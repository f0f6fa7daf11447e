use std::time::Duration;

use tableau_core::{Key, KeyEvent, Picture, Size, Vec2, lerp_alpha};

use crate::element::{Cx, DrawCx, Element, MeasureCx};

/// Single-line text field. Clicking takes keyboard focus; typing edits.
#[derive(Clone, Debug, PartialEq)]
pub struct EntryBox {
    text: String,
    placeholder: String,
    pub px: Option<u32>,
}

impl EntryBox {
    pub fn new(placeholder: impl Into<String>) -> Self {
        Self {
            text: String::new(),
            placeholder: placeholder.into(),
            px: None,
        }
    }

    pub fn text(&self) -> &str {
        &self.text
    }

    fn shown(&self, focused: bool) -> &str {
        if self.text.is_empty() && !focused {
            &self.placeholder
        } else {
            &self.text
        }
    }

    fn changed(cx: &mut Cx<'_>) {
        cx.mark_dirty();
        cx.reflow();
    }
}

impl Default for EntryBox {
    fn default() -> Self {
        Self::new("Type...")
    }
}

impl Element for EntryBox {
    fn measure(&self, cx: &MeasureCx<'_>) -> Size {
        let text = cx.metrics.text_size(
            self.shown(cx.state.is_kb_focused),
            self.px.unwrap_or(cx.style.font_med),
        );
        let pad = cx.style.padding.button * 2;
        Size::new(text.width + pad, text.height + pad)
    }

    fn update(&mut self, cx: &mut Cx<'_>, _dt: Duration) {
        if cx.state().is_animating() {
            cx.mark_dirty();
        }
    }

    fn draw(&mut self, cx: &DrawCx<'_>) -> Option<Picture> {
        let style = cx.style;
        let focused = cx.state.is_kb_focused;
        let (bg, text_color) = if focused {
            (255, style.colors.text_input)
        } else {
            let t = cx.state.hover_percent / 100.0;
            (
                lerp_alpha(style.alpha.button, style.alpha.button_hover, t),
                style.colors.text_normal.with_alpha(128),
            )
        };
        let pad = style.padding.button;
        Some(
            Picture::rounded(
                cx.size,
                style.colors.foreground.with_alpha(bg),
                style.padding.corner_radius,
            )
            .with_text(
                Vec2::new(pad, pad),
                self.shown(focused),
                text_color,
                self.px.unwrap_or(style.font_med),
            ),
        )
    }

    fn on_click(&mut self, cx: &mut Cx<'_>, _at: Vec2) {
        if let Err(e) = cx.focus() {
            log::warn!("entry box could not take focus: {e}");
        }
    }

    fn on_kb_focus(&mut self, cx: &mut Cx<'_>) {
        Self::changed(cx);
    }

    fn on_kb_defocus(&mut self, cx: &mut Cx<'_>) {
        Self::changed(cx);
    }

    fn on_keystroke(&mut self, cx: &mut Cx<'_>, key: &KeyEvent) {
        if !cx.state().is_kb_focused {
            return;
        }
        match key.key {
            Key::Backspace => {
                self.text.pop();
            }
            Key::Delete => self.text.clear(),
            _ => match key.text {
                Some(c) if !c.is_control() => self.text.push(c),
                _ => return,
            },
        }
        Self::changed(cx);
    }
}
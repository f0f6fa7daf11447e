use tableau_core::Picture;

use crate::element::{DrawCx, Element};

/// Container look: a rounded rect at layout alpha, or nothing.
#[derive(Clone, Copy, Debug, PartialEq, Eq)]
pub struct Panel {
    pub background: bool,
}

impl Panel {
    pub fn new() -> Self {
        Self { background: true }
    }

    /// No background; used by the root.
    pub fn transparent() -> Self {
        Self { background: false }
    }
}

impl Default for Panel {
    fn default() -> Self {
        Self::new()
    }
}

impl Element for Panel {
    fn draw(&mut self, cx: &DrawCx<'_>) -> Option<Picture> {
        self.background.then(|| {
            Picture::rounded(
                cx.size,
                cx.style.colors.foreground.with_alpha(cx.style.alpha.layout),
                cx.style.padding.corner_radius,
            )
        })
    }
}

:::::

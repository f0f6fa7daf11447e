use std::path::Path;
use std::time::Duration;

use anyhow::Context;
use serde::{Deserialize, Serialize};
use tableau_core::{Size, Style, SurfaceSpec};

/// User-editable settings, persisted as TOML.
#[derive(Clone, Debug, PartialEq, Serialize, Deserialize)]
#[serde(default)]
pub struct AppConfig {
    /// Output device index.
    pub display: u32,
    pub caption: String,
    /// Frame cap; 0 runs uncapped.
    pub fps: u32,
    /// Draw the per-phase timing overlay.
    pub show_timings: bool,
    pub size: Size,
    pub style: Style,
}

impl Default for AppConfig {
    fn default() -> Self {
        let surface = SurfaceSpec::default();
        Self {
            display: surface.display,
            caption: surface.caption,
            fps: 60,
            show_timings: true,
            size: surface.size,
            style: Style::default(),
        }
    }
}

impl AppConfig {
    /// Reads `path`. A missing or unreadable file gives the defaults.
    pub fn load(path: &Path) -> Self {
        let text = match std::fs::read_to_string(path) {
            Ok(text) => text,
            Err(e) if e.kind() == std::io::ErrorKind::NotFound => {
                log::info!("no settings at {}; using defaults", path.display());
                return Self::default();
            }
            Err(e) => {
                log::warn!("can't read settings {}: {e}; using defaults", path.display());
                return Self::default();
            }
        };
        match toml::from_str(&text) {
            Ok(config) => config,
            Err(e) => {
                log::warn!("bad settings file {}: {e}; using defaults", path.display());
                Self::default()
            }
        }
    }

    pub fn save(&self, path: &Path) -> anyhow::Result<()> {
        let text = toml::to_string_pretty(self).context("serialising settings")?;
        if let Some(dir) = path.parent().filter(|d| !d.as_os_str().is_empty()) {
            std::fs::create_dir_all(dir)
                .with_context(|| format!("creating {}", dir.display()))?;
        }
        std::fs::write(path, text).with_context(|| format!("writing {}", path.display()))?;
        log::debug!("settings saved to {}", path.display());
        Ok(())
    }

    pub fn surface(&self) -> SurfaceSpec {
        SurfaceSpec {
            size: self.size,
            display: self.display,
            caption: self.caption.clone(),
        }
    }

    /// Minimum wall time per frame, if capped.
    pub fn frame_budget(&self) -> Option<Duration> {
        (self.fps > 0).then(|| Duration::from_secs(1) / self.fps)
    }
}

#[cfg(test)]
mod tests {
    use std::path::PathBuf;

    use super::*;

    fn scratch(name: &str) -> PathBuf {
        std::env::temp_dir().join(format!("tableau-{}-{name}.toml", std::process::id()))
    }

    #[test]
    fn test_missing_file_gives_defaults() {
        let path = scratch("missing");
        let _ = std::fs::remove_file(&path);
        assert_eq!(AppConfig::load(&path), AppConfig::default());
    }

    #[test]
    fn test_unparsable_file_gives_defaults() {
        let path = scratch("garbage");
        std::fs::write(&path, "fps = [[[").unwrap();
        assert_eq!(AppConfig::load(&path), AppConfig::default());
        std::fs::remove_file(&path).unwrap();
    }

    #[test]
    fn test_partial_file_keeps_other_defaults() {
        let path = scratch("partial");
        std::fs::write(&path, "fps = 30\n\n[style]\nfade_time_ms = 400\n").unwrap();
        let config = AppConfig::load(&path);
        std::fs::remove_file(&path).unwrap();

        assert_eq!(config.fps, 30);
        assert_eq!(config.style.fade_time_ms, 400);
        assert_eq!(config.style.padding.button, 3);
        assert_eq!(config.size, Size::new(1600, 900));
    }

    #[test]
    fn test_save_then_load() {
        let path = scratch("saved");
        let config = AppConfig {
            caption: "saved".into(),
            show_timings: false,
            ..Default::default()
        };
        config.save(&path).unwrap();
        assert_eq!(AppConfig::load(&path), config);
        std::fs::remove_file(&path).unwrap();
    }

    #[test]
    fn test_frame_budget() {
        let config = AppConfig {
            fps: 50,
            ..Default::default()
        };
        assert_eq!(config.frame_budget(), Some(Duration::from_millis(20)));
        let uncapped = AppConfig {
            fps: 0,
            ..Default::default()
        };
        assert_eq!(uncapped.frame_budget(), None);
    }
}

:::::

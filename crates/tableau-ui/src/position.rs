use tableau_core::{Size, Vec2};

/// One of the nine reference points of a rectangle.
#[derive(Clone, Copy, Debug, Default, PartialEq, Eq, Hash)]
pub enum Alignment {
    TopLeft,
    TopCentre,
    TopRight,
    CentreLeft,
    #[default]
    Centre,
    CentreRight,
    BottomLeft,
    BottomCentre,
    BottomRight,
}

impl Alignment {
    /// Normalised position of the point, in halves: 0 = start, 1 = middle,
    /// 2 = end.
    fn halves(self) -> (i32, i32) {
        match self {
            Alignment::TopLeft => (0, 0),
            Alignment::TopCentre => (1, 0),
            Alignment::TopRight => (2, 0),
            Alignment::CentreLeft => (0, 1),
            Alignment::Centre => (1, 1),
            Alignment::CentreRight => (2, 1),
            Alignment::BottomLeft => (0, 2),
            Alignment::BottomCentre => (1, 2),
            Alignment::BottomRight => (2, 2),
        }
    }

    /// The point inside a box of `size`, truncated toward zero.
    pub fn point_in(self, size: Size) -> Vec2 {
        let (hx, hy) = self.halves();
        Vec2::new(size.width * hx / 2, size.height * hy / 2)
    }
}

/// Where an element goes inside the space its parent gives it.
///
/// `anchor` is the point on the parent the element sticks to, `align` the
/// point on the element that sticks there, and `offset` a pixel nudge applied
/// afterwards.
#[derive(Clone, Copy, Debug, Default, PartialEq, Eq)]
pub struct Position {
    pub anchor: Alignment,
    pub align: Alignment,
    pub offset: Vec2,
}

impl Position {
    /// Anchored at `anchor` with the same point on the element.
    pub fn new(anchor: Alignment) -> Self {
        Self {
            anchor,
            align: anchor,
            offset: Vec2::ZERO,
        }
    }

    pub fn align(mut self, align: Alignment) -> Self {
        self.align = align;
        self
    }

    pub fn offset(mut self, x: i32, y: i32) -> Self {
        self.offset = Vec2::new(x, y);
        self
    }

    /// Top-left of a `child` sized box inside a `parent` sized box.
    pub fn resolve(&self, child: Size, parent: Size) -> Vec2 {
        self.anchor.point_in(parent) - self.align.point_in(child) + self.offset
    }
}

:::::

*Task description*
Show each line of the material that includes the word "background".

*Exercise output*
    pub background: bool,
        Self { background: true }
    /// No background; used by the root.
        Self { background: false }
        self.background.then(|| {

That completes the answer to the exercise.